Krasinski's 'Quiet Place' sequel chills as suspense-filled survival drama
“A Quiet Place Part II” - ★ ★ ★ ½
No way could writer/director/star John Krasinski have knowingly created his horror sequel “A Quiet Place Part II” as a perfect allegory for the 2020 pandemic.
The movie was completed long before its original March 2020 release date. Yet, just as the Communist Red Scare fueled the thematic flames of fright in the 1956 science-fiction classic “Invasion of the Body Snatchers,” the coronavirus infects “Quiet Place Part II” with its own nasty brand of zeitgeisty angst.
Consider what happens early in the movie, a flashback to “Day One,” when the Abbott family, led by Lee and Evelyn (Krasinski and Emily Blunt), enjoys a short-lived, small-town baseball game in which son Marcus (an expressive Noah Jupe) nervously tries to hit a homer.
The Norman Rockwell atmosphere instantly fades when an ominous meteorite cuts through the sky and crashes in the distance.
In a flash, the world changes, invaded by sightless, insectlike beasties programmed to destroy anything they hear with their natural supersonic receptors.
Overnight, people around the globe become forced to replace what they WANT to do (socialize, sing, dance, talk and go places) with what they MUST do to save themselves and their loved ones from horrible deaths.
So, the chilling appeal of “Part II” extends way beyond its diabolical jump-scares and carefully constructed atmospheric suspense.
At the same time, Krasinski doesn't mess with the success of “Part 1” by adding bigger, splashier effects or Marvel movie-level spectacle.

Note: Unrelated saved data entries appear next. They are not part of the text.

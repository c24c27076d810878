//! Ledger Services
//!
//! Wires the store, clock, metrics and actuator into every component and
//! exposes the admin surface as plain method calls.

use std::sync::Arc;

use tokio::sync::watch;
use tokio::task::JoinHandle;
use tracing::info;

use crate::clock::{Clock, SystemClock};
use crate::config::{ActuatorConfig, AppConfig, ConfigError};
use crate::correction::CorrectionWorkflow;
use crate::error::LedgerError;
use crate::invariant::{InvariantCheckResult, InvariantChecker, InvariantGuard};
use crate::ledger::types::AccountBalance;
use crate::ledger::{DoubleEntryEngine, SettlementAdapter};
use crate::metrics::LedgerMetrics;
use crate::reconciliation::types::{LatchReleaseRequest, LatchReleaseResult, ReconciliationDashboard};
use crate::reconciliation::{
    DisabledSafetyActuator, HttpSafetyActuator, ReconciliationEngine, ReconciliationWorker,
    SafetyModeActuator,
};
use crate::store::{InMemoryLedgerStore, LedgerStore};

pub struct LedgerServices {
    pub store: Arc<dyn LedgerStore>,
    pub metrics: Arc<LedgerMetrics>,
    pub engine: Arc<DoubleEntryEngine>,
    pub settlement: Arc<SettlementAdapter>,
    pub invariants: Arc<InvariantChecker>,
    pub reconciliation: Arc<ReconciliationEngine>,
    pub guard: Arc<InvariantGuard>,
    pub corrections: Arc<CorrectionWorkflow>,
    config: AppConfig,
}

impl LedgerServices {
    pub fn new(
        store: Arc<dyn LedgerStore>,
        actuator: Arc<dyn SafetyModeActuator>,
        clock: Arc<dyn Clock>,
        config: AppConfig,
    ) -> Self {
        let metrics = Arc::new(LedgerMetrics::new());
        let engine = Arc::new(DoubleEntryEngine::new(store.clone(), metrics.clone()));
        let settlement = Arc::new(SettlementAdapter::new(
            engine.clone(),
            store.clone(),
            clock.clone(),
            metrics.clone(),
        ));
        let invariants = Arc::new(InvariantChecker::new(
            store.clone(),
            clock.clone(),
            metrics.clone(),
        ));
        let reconciliation = Arc::new(ReconciliationEngine::new(
            store.clone(),
            actuator.clone(),
            invariants.clone(),
            clock.clone(),
            metrics.clone(),
            config.reconciliation.clone(),
            config.latch_release.clone(),
        ));
        let guard = Arc::new(InvariantGuard::new(
            invariants.clone(),
            reconciliation.clone(),
            config.guard.clone(),
        ));
        let corrections = Arc::new(CorrectionWorkflow::new(
            store.clone(),
            clock,
            metrics.clone(),
        ));

        info!(
            store = store.name(),
            actuator = actuator.name(),
            "Ledger services wired"
        );
        Self {
            store,
            metrics,
            engine,
            settlement,
            invariants,
            reconciliation,
            guard,
            corrections,
            config,
        }
    }

    /// In-memory store, system clock and actuator from config
    pub fn in_memory(config: AppConfig) -> Result<Self, ConfigError> {
        let clock: Arc<dyn Clock> = Arc::new(SystemClock);
        let actuator = actuator_from_config(&config.actuator, clock.clone())?;
        Ok(Self::new(
            Arc::new(InMemoryLedgerStore::new()),
            actuator,
            clock,
            config,
        ))
    }

    pub fn config(&self) -> &AppConfig {
        &self.config
    }

    /// Start the enabled periodic workers. They stop when `shutdown` flips to true.
    pub fn spawn_workers(&self, shutdown: watch::Receiver<bool>) -> Vec<JoinHandle<()>> {
        let mut handles = Vec::new();

        if self.config.reconciliation.enabled {
            let worker = ReconciliationWorker::from_engine(self.reconciliation.clone());
            let rx = shutdown.clone();
            handles.push(tokio::spawn(async move { worker.run(rx).await }));
        }
        if self.config.guard.enabled {
            let guard = self.guard.clone();
            let rx = shutdown.clone();
            handles.push(tokio::spawn(async move { guard.run(rx).await }));
        }

        info!(workers = handles.len(), "Background workers started");
        handles
    }

    // === Admin surface ===

    pub async fn list_balances(&self) -> Result<Vec<AccountBalance>, LedgerError> {
        self.store.list_balances().await
    }

    pub async fn rebuild_balances(&self) -> Result<usize, LedgerError> {
        self.invariants.rebuild_balances().await
    }

    pub async fn check_invariants(&self) -> Result<InvariantCheckResult, LedgerError> {
        self.invariants.check().await
    }

    pub async fn reconciliation_status(
        &self,
        history_limit: usize,
    ) -> Result<ReconciliationDashboard, LedgerError> {
        self.reconciliation.status(history_limit).await
    }

    pub async fn release_latch(
        &self,
        request: &LatchReleaseRequest,
    ) -> Result<LatchReleaseResult, LedgerError> {
        self.reconciliation.release_latch(request).await
    }
}

/// HTTP actuator when enabled, otherwise one that rejects every request
pub fn actuator_from_config(
    config: &ActuatorConfig,
    clock: Arc<dyn Clock>,
) -> Result<Arc<dyn SafetyModeActuator>, ConfigError> {
    if !config.enabled {
        return Ok(Arc::new(DisabledSafetyActuator));
    }
    reqwest::Url::parse(&config.base_url).map_err(|e| {
        ConfigError::Invalid(format!("actuator.base_url '{}': {}", config.base_url, e))
    })?;
    let actuator = HttpSafetyActuator::new(&config.base_url, config.timeout(), clock)
        .map_err(|e| ConfigError::Invalid(format!("actuator client: {}", e)))?;
    Ok(Arc::new(actuator))
}

#[cfg(test)]
mod tests {
    use super::*;
    use crate::ledger::events::{EventEnvelope, ReserveCommand};
    use chrono::Utc;

    fn config() -> AppConfig {
        AppConfig::from_yaml(
            "inline",
            "log_level: info\nlog_dir: ./logs\nlog_file: ledger.log\nuse_json: false\nrotation: never\n",
        )
        .unwrap()
    }

    #[tokio::test]
    async fn test_wiring_shares_one_store() {
        let services = LedgerServices::in_memory(config()).unwrap();
        let command = ReserveCommand {
            envelope: EventEnvelope {
                event_id: "evt-1".into(),
                event_version: 1,
                symbol: "BTC-KRW".into(),
                seq: 1,
                occurred_at: Utc::now(),
                correlation_id: "corr".into(),
                causation_id: "cause".into(),
            },
            order_id: "o-1".into(),
            user_id: "alice".into(),
            side: "BUY".into(),
            amount: 10,
        };
        services.settlement.reserve(&command).await.unwrap();

        assert_eq!(services.list_balances().await.unwrap().len(), 2);
        // Reserve without prior funding drives AVAILABLE below zero
        let check = services.check_invariants().await.unwrap();
        assert_eq!(check.violations, vec!["negative_balances=1".to_string()]);
        assert_eq!(services.metrics.snapshot().reserved_total, 10);
    }

    #[tokio::test]
    async fn test_workers_stop_on_shutdown() {
        let services = LedgerServices::in_memory(config()).unwrap();
        let (tx, rx) = watch::channel(false);
        let handles = services.spawn_workers(rx);
        assert_eq!(handles.len(), 2);

        tx.send(true).unwrap();
        for handle in handles {
            handle.await.unwrap();
        }
    }

    #[test]
    fn test_disabled_actuator_by_default() {
        let actuator =
            actuator_from_config(&ActuatorConfig::default(), Arc::new(SystemClock)).unwrap();
        assert_eq!(actuator.name(), "disabled");
    }

    #[test]
    fn test_bad_actuator_url_is_config_error() {
        let config = ActuatorConfig {
            enabled: true,
            base_url: "not a url".to_string(),
            ..ActuatorConfig::default()
        };
        let err = actuator_from_config(&config, Arc::new(SystemClock))
            .err()
            .unwrap();
        assert_eq!(err.code(), "config_invalid");

        let config = ActuatorConfig {
            enabled: true,
            ..ActuatorConfig::default()
        };
        let actuator = actuator_from_config(&config, Arc::new(SystemClock)).unwrap();
        assert_eq!(actuator.name(), "http");
    }
}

He does promote Millicent Simmonds, playing the Abbotts' deaf daughter Regan, into a co-leading role with Blunt's stalwart mother, a shrewd improvement that preserves the surprising intimacy of the original thriller while twisting our expectations.
The present story picks up on Day 474 soon after “Part 1” ended, with an emotionally and physically wounded Evelyn struggling to keep Regan, Marcus and her newborn baby safe. (Fortunately, her exceedingly quiet infant doesn't suffer from cholic.)
We meet good neighbor Emmett (Cillian Murphy) at the baseball game. He returns later in the story as a key player in helping the Abbotts while shouldering the devastating loss of his family to the creatures.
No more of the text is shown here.